Reputation: 1569
I am trying to count the number of words in a given string using the following code:
var t = document.getElementById('MSO_ContentTable').textContent;
if (t == undefined) {
var total = document.getElementById('MSO_ContentTable').innerText;
} else {
var total = document.getElementById('MSO_ContentTable').textContent;
}
countTotal = cword(total);
function cword(w) {
var count = 0;
var words = w.split(" ");
for (i = 0; i < words.length; i++) {
// inner loop -- do the count
if (words[i] != "") {
count += 1;
}
}
return (count);
}
In that code I am getting data from a div tag and sending it to the cword()
function for counting. Though the return value is different in IE and Firefox. Is there any change required in the regular expression? One thing that I show that both browser send same string there is a problem inside the cword()
function.
Upvotes: 13
Views: 37355
Reputation: 122908
[EDIT] This is a very old answer. Updated. The initial answer/code snippet can be found at the bottom of this answer.

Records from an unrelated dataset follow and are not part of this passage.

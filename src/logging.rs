//! Tracing setup for the gateway daemon.
//!
//! One call at startup wires the global subscriber from [`LoggingConfig`]:
//! the filter comes from `RUST_LOG` when set, otherwise from the configured
//! level, and the output format is `pretty`, `compact`, or `json`. A file
//! sink applies to the JSON format only; everything else writes to stderr.

use crate::config::{LogFormat, LoggingConfig};
use crate::error::Result;

/// Install the global tracing subscriber. Call once, before the first
/// tracing event; failing to open the configured log file is an error.
pub fn init_logging(cfg: &LoggingConfig) -> Result<()> {
    use tracing_subscriber::EnvFilter;

    let filter = match std::env::var("RUST_LOG") {
        Ok(spec) => EnvFilter::new(spec),
        Err(_) => EnvFilter::new(&cfg.level),
    };
    let base = tracing_subscriber::fmt().with_env_filter(filter);

    match (cfg.format, cfg.file.as_deref()) {
        (LogFormat::Json, Some(path)) => {
            let sink = std::fs::OpenOptions::new()
                .create(true)
                .append(true)
                .open(path)?;
            base.json().with_writer(std::sync::Mutex::new(sink)).init();
        }
        (LogFormat::Json, None) => base.json().init(),
        (LogFormat::Compact, _) => base.compact().with_target(true).init(),
        (LogFormat::Pretty, _) => base.init(),
    }
    Ok(())
}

Nowadays, one would not extend the prototype of native Objects (like String
). A way to extend the protype of native Objects without the danger of naming conflicts is to use the es20xx Symbol
.
The following snippet is an example of 'symbolically' extending String.prototype
(see MDN, see also).
Or check this small Stackblitz project.
const nWords = Symbol(`countWords`);
const letterCount = Symbol(`letterCount`);
// extend String.prototype with symbols
Object.defineProperty(
String.prototype,
nWords, {
get() { return this.match(/\w+/g).length; }
} );
Object.defineProperty(
String.prototype,
letterCount, {
get() {
return function(letter, caseSensitive = false) {
const mods = `g${caseSensitive ? "" : "i"}`;
return this.match(RegExp(letter, mods))?.length ?? 0;
}
}
} );
const testString = document.querySelector(`code`).textContent;
console.log(`[testString] has ${testString[nWords]} words, contains ${
testString[letterCount](`D`, true)} "D" and ${
testString[letterCount](`d`)} "d or D"`);
<h3>testString</h3>
<code>Lorem ipsum dolor sit amet, consectetur adipiscing elit, sed do eiusmod tempor incididunt ut labore et dolore magna aliqua. Ut enim ad minim veniam, quis nostrud exercitation ullamco laboris nisi ut aliquip ex ea commodo consequat. Duis aute irure dolor in reprehenderit in voluptate velit esse cillum dolore eu fugiat nulla pariatur. Excepteur sint occaecat cupidatat non proident, sunt in culpa qui officia deserunt mollit anim id est laborum.</code>
Initial answer: you can use split
and add a wordcounter to the String
prototype:
if (!String.prototype.countWords) {
String.prototype.countWords = function() {
return this.length && this.split(/\s+\b/).length || 0;
};
}
console.log(`'this string has five words'.countWords() => ${
'this string has five words'.countWords()}`);
console.log(`'this string has five words ... and counting'.countWords() => ${
'this string has five words ... and counting'.countWords()}`);
console.log(`''.countWords() => ${''.countWords()}`);
Upvotes: 22
Reputation: 1796
This is the best solution I've found:
function wordCount(str) {
var m = str.match(/[^\s]+/g)
return m ? m.length : 0;
}
This inverts whitespace selection, which is better than \w+
because it only matches the latin alphabet and _ (see http://www.ecma-international.org/ecma-262/5.1/#sec-15.10.2.6)
If you're not careful with whitespace matching you'll count empty strings, strings with leading and trailing whitespace, and all whitespace strings as matches while this solution handles strings like ' '
, ' a\t\t!\r\n#$%() d '
correctly (if you define 'correct' as 0 and 4).
Upvotes: 11
Reputation: 21765
//Count words in a string or what appears as words :-)
function countWordsString(string){
var counter = 1;
// Change multiple spaces for one space
string=string.replace(/[\s]+/gim, ' ');
// Lets loop through the string and count the words
string.replace(/(\s+)/g, function (a) {
// For each word found increase the counter value by 1
counter++;
});
return counter;
}
var numberWords = countWordsString(string);
Upvotes: 0
Reputation: 172
I would prefer a RegEx only solution:
var str = "your long string with many words.";
var wordCount = str.match(/(\w+)/g).length;
alert(wordCount); //6
The regex is
\w+ between one and unlimited word characters
/g greedy - don't stop after the first match
The brackets create a group around every match. So the length of all matched groups should match the word count.
Upvotes: 14
Reputation: 43810
You can make a clever use of the replace() method although you are not replacing anything.
var str = "the very long text you have...";
var counter = 0;
// lets loop through the string and count the words
str.replace(/(\b+)/g,function (a) {
// for each word found increase the counter value by 1
counter++;
})
alert(counter);
the regex can be improved to exclude html tags for example
Upvotes: 3